■ ACTION ITEM:
From the first line to the last, give the records again exactly.

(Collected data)
⁂

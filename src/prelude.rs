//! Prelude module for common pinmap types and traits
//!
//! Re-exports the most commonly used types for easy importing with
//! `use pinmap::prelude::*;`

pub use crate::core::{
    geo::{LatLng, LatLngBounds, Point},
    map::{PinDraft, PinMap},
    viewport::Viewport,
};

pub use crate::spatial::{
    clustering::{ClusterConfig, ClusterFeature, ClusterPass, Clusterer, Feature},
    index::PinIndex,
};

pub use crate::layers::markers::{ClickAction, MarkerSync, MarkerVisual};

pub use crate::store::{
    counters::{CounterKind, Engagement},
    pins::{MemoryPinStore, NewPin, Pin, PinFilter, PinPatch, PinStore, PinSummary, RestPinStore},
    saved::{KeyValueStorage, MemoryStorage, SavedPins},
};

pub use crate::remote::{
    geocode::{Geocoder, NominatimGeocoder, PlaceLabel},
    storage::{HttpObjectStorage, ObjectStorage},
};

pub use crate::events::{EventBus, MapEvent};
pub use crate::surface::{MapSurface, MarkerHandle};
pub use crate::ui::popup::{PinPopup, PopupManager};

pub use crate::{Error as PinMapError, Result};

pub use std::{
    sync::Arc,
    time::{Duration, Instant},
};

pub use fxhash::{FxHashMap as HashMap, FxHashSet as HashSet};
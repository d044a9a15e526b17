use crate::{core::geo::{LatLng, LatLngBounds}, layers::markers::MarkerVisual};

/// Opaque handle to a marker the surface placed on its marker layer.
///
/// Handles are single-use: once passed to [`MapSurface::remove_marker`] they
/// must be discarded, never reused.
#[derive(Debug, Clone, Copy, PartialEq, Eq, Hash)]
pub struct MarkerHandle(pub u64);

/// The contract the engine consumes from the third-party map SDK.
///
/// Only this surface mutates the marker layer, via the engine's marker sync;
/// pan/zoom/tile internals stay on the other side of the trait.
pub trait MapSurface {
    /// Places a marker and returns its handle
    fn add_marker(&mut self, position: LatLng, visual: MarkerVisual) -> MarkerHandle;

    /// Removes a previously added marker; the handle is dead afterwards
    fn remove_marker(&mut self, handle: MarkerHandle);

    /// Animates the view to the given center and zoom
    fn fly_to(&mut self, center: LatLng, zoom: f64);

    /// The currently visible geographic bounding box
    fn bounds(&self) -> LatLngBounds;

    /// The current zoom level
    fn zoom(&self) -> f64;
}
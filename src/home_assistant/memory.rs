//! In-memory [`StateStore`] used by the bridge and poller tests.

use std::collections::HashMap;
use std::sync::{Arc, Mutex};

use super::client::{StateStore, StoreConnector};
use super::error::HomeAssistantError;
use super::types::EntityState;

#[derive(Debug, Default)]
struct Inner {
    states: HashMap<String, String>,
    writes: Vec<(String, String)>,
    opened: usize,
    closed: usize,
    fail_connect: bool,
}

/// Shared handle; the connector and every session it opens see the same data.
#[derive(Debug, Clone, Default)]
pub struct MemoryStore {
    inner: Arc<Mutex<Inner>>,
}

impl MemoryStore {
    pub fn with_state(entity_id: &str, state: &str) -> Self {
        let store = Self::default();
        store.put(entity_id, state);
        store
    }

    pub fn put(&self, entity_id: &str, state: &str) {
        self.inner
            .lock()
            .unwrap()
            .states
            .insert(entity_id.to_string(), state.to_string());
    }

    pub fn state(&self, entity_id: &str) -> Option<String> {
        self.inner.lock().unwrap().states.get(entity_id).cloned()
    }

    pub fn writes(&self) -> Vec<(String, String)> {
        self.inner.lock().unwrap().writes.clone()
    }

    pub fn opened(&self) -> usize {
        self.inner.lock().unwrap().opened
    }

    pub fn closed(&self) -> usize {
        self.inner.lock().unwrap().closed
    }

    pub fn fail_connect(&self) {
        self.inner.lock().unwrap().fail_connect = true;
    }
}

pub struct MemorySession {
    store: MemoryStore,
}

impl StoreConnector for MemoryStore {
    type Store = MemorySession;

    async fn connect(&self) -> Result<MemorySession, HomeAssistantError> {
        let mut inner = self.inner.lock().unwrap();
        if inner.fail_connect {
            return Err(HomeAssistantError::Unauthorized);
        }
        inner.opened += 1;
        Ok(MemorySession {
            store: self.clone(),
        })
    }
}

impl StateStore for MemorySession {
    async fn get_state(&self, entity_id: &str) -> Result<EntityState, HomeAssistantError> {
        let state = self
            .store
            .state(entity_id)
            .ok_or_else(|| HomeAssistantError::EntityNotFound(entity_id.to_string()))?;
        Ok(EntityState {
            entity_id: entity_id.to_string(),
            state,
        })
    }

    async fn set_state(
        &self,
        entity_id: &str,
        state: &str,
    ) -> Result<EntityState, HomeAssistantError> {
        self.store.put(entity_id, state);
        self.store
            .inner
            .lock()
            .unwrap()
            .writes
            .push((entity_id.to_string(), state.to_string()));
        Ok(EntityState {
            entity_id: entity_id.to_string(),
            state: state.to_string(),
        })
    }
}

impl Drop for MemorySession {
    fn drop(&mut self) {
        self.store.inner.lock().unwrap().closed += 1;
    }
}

⁂

■ EXERCISE RESPONSE:
filename src/prelude.rs
//! Prelude module for common pinmap types and traits
//!
//! Re-exports the most commonly used types for easy importing with
//! `use pinmap::prelude::*;`

pub use crate::core::{
    geo::{LatLng, LatLngBounds, Point},
    map::{PinDraft, PinMap},
    viewport::Viewport,
};

pub use crate::spatial::{
    clustering::{ClusterConfig, ClusterFeature, ClusterPass, Clusterer, Feature},
    index::PinIndex,
};

pub use crate::layers::markers::{ClickAction, MarkerSync, MarkerVisual};

pub use crate::store::{
    counters::{CounterKind, Engagement},
    pins::{MemoryPinStore, NewPin, Pin, PinFilter, PinPatch, PinStore, PinSummary, RestPinStore},
    saved::{KeyValueStorage, MemoryStorage, SavedPins},
};

pub use crate::remote::{
    geocode::{Geocoder, NominatimGeocoder, PlaceLabel},
    storage::{HttpObjectStorage, ObjectStorage},
};

pub use crate::events::{EventBus, MapEvent};
pub use crate::surface::{MapSurface, MarkerHandle};
pub use crate::ui::popup::{PinPopup, PopupManager};

pub use crate::{Error as PinMapError, Result};

pub use std::{
    sync::Arc,
    time::{Duration, Instant},
};

pub use fxhash::{FxHashMap as HashMap, FxHashSet as HashSet};
repository d044a9a15e526b17
use crate::{core::geo::{LatLng, LatLngBounds}, layers::markers::MarkerVisual};

/// Opaque handle to a marker the surface placed on its marker layer.
///
/// Handles are single-use: once passed to [`MapSurface::remove_marker`] they
/// must be discarded, never reused.
#[derive(Debug, Clone, Copy, PartialEq, Eq, Hash)]
pub struct MarkerHandle(pub u64);

/// The contract the engine consumes from the third-party map SDK.
///
/// Only this surface mutates the marker layer, via the engine's marker sync;
/// pan/zoom/tile internals stay on the other side of the trait.
pub trait MapSurface {
    /// Places a marker and returns its handle
    fn add_marker(&mut self, position: LatLng, visual: MarkerVisual) -> MarkerHandle;

    /// Removes a previously added marker; the handle is dead afterwards
    fn remove_marker(&mut self, handle: MarkerHandle);

    /// Animates the view to the given center and zoom
    fn fly_to(&mut self, center: LatLng, zoom: f64);

    /// The currently visible geographic bounding box
    fn bounds(&self) -> LatLngBounds;

    /// The current zoom level
    fn zoom(&self) -> f64;
}
filename src/home_assistant/memory.rs
//! In-memory [`StateStore`] used by the bridge and poller tests.

use std::collections::HashMap;
use std::sync::{Arc, Mutex};

use super::client::{StateStore, StoreConnector};
use super::error::HomeAssistantError;
use super::types::EntityState;

#[derive(Debug, Default)]
struct Inner {
    states: HashMap<String, String>,
    writes: Vec<(String, String)>,
    opened: usize,
    closed: usize,
    fail_connect: bool,
}

/// Shared handle; the connector and every session it opens see the same data.
#[derive(Debug, Clone, Default)]
pub struct MemoryStore {
    inner: Arc<Mutex<Inner>>,
}

impl MemoryStore {
    pub fn with_state(entity_id: &str, state: &str) -> Self {
        let store = Self::default();
        store.put(entity_id, state);
        store
    }

    pub fn put(&self, entity_id: &str, state: &str) {
        self.inner
            .lock()
            .unwrap()
            .states
            .insert(entity_id.to_string(), state.to_string());
    }

    pub fn state(&self, entity_id: &str) -> Option<String> {
        self.inner.lock().unwrap().states.get(entity_id).cloned()
    }

    pub fn writes(&self) -> Vec<(String, String)> {
        self.inner.lock().unwrap().writes.clone()
    }

    pub fn opened(&self) -> usize {
        self.inner.lock().unwrap().opened
    }

    pub fn closed(&self) -> usize {
        self.inner.lock().unwrap().closed
    }

    pub fn fail_connect(&self) {
        self.inner.lock().unwrap().fail_connect = true;
    }
}

pub struct MemorySession {
    store: MemoryStore,
}

impl StoreConnector for MemoryStore {
    type Store = MemorySession;

    async fn connect(&self) -> Result<MemorySession, HomeAssistantError> {
        let mut inner = self.inner.lock().unwrap();
        if inner.fail_connect {
            return Err(HomeAssistantError::Unauthorized);
        }
        inner.opened += 1;
        Ok(MemorySession {
            store: self.clone(),
        })
    }
}

impl StateStore for MemorySession {
    async fn get_state(&self, entity_id: &str) -> Result<EntityState, HomeAssistantError> {
        let state = self
            .store
            .state(entity_id)
            .ok_or_else(|| HomeAssistantError::EntityNotFound(entity_id.to_string()))?;
        Ok(EntityState {
            entity_id: entity_id.to_string(),
            state,
        })
    }

    async fn set_state(
        &self,
        entity_id: &str,
        state: &str,
    ) -> Result<EntityState, HomeAssistantError> {
        self.store.put(entity_id, state);
        self.store
            .inner
            .lock()
            .unwrap()
            .writes
            .push((entity_id.to_string(), state.to_string()));
        Ok(EntityState {
            entity_id: entity_id.to_string(),
            state: state.to_string(),
        })
    }
}

impl Drop for MemorySession {
    fn drop(&mut self) {
        self.store.inner.lock().unwrap().closed += 1;
    }
}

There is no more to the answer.